Nothing other than the lines from the one containing "use std::path::PathBuf;" through the last line of the data below should be output, each reproduced exactly.

DATASET below:

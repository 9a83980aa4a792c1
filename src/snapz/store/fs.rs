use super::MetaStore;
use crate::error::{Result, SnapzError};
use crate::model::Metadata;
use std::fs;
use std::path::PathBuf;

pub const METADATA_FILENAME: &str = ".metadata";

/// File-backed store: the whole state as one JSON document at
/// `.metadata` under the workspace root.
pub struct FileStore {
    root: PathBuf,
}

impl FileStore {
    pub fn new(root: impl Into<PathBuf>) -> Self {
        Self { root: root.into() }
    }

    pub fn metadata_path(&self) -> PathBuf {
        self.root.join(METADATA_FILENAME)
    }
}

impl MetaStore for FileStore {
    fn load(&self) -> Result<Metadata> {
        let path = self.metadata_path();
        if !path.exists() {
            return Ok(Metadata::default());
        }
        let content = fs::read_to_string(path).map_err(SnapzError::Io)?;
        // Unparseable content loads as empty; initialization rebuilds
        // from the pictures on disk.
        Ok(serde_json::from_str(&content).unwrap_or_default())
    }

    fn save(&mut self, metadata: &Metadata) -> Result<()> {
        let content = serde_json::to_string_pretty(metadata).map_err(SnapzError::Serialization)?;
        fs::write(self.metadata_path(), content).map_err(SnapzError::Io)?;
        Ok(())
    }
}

End of DATASET.

TASK ANSWER
use std::path::PathBuf;

pub const METADATA_FILENAME: &str = ".metadata";

/// File-backed store: the whole state as one JSON document at
/// `.metadata` under the workspace root.
pub struct FileStore {
    root: PathBuf,
}

impl FileStore {
    pub fn new(root: impl Into<PathBuf>) -> Self {
        Self { root: root.into() }
    }

    pub fn metadata_path(&self) -> PathBuf {
        self.root.join(METADATA_FILENAME)
    }
}

impl MetaStore for FileStore {
    fn load(&self) -> Result<Metadata> {
        let path = self.metadata_path();
        if !path.exists() {
            return Ok(Metadata::default());
        }
        let content = fs::read_to_string(path).map_err(SnapzError::Io)?;
        // Unparseable content loads as empty; initialization rebuilds
        // from the pictures on disk.
        Ok(serde_json::from_str(&content).unwrap_or_default())
    }

    fn save(&mut self, metadata: &Metadata) -> Result<()> {
        let content = serde_json::to_string_pretty(metadata).map_err(SnapzError::Serialization)?;
        fs::write(self.metadata_path(), content).map_err(SnapzError::Io)?;
        Ok(())
    }
}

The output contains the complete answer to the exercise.